* _TASK PROMPT_: Copy out each line below containing "token".

* _SOURCE MATERIAL_:

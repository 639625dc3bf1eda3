//! Error types for the sync engine.

use thiserror::Error;
use tidesync_protocol::{ErrorKind, ProtocolError, RecordError, RemoteSnapshot};
use tidesync_store::StoreError;

/// Result type for sync operations.
pub type SyncResult<T> = Result<T, SyncError>;

/// Errors that can occur during sync operations.
#[derive(Error, Debug)]
pub enum SyncError {
    /// No route to the server.
    #[error("network unavailable: {0}")]
    NetworkUnavailable(String),

    /// 5xx, 408, 429 or a timeout.
    #[error("server transient failure: {message}")]
    ServerTransient {
        /// HTTP status, if the server answered.
        status: Option<u16>,
        /// Error message.
        message: String,
    },

    /// The access token was refused. Handled inside the auth gate.
    #[error("access token expired")]
    AuthExpired,

    /// The session cannot be refreshed; a new login is required.
    #[error("session expired")]
    SessionExpired,

    /// A session refresh failed transiently. The request it guarded was
    /// never judged by the server.
    #[error("session refresh failed: {0}")]
    RefreshFailed(Box<SyncError>),

    /// The server holds a different version of the record.
    #[error("version conflict (remote version {})", .0.version)]
    VersionConflict(RemoteSnapshot),

    /// The server refused the operation for good.
    #[error("rejected with status {status}: {message}")]
    Rejected {
        /// HTTP status.
        status: u16,
        /// Server-provided reason.
        message: String,
    },

    /// A body could not be encoded or decoded.
    #[error("serialization error: {0}")]
    Serialization(String),

    /// Durable store error.
    #[error("store error: {0}")]
    Store(#[from] StoreError),

    /// No session is installed.
    #[error("not logged in")]
    NotLoggedIn,

    /// The realtime channel is not connected.
    #[error("not connected to server")]
    NotConnected,

    /// The operation was cancelled.
    #[error("sync cancelled")]
    Cancelled,
}

impl SyncError {
    /// Creates a transient server error.
    pub fn transient(status: Option<u16>, message: impl Into<String>) -> Self {
        Self::ServerTransient {
            status,
            message: message.into(),
        }
    }

    /// Returns true if the operation should be retried later.
    pub fn is_retryable(&self) -> bool {
        matches!(
            self,
            SyncError::NetworkUnavailable(_)
                | SyncError::ServerTransient { .. }
                | SyncError::RefreshFailed(_)
        )
    }

    /// Returns true if the error is reported to the caller rather than
    /// absorbed by the engine.
    pub fn is_surfaced(&self) -> bool {
        matches!(
            self,
            SyncError::SessionExpired | SyncError::Rejected { .. } | SyncError::Serialization(_)
        )
    }

    /// Converts the error into the form stored on a record.
    pub fn to_record_error(&self) -> RecordError {
        if let SyncError::RefreshFailed(inner) = self {
            return inner.to_record_error();
        }
        let (kind, status) = match self {
            SyncError::NetworkUnavailable(_) | SyncError::NotConnected | SyncError::Cancelled => {
                (ErrorKind::NetworkUnavailable, None)
            }
            SyncError::ServerTransient { status, .. } => (ErrorKind::ServerTransient, *status),
            SyncError::Rejected { status, .. } => (ErrorKind::Rejected, Some(*status)),
            SyncError::VersionConflict(_) => (ErrorKind::Rejected, Some(409)),
            SyncError::AuthExpired => (ErrorKind::Unauthenticated, Some(401)),
            SyncError::SessionExpired | SyncError::NotLoggedIn => (ErrorKind::Unauthenticated, None),
            SyncError::Serialization(_) => (ErrorKind::Serialization, None),
            SyncError::Store(_) => (ErrorKind::Storage, None),
            SyncError::RefreshFailed(_) => (ErrorKind::ServerTransient, None),
        };
        let message = match self {
            SyncError::ServerTransient { message, .. } | SyncError::Rejected { message, .. } => {
                message.clone()
            }
            other => other.to_string(),
        };
        RecordError::new(kind, status, message)
    }
}

impl From<ProtocolError> for SyncError {
    fn from(err: ProtocolError) -> Self {
        SyncError::Serialization(err.to_string())
    }
}

#[cfg(test)]
mod tests {
    use super::*;
    use tidesync_protocol::Timestamp;

    #[test]
    fn retryable_errors() {
        assert!(SyncError::NetworkUnavailable("down".into()).is_retryable());
        assert!(SyncError::transient(Some(503), "busy").is_retryable());
        assert!(!SyncError::AuthExpired.is_retryable());
        assert!(!SyncError::Rejected {
            status: 422,
            message: "bad".into()
        }
        .is_retryable());
        assert!(!SyncError::Cancelled.is_retryable());
        assert!(SyncError::RefreshFailed(Box::new(SyncError::transient(Some(503), "busy")))
            .is_retryable());
    }

    #[test]
    fn surfaced_errors() {
        assert!(SyncError::SessionExpired.is_surfaced());
        assert!(SyncError::Serialization("eof".into()).is_surfaced());
        assert!(!SyncError::AuthExpired.is_surfaced());
        assert!(!SyncError::transient(None, "timeout").is_surfaced());
        let conflict = SyncError::VersionConflict(RemoteSnapshot {
            payload: None,
            version: 4,
            updated_at: Timestamp::ZERO,
        });
        assert!(!conflict.is_surfaced());
        assert!(conflict.to_string().contains('4'));
    }

    #[test]
    fn record_error_mapping() {
        let err = SyncError::Rejected {
            status: 422,
            message: "name is required".into(),
        }
        .to_record_error();
        assert_eq!(err.kind, ErrorKind::Rejected);
        assert_eq!(err.status, Some(422));
        assert_eq!(err.message, "name is required");

        let err = SyncError::NetworkUnavailable("offline".into()).to_record_error();
        assert_eq!(err.kind, ErrorKind::NetworkUnavailable);
        assert_eq!(err.status, None);

        assert_eq!(
            SyncError::SessionExpired.to_record_error().kind,
            ErrorKind::Unauthenticated
        );
        assert_eq!(
            SyncError::AuthExpired.to_record_error().status,
            Some(401)
        );
        assert_eq!(
            SyncError::NotLoggedIn.to_record_error().kind,
            ErrorKind::Unauthenticated
        );
        let store = SyncError::Store(StoreError::RecordNotFound("x".into()));
        assert_eq!(store.to_record_error().kind, ErrorKind::Storage);
        assert_eq!(
            SyncError::Serialization("eof".into()).to_record_error().kind,
            ErrorKind::Serialization
        );
        let refresh = SyncError::RefreshFailed(Box::new(SyncError::transient(Some(503), "busy")))
            .to_record_error();
        assert_eq!(refresh.kind, ErrorKind::ServerTransient);
        assert_eq!(refresh.status, Some(503));
    }
}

* _ANSWER SPACE_:
    /// The access token was refused. Handled inside the auth gate.
    #[error("access token expired")]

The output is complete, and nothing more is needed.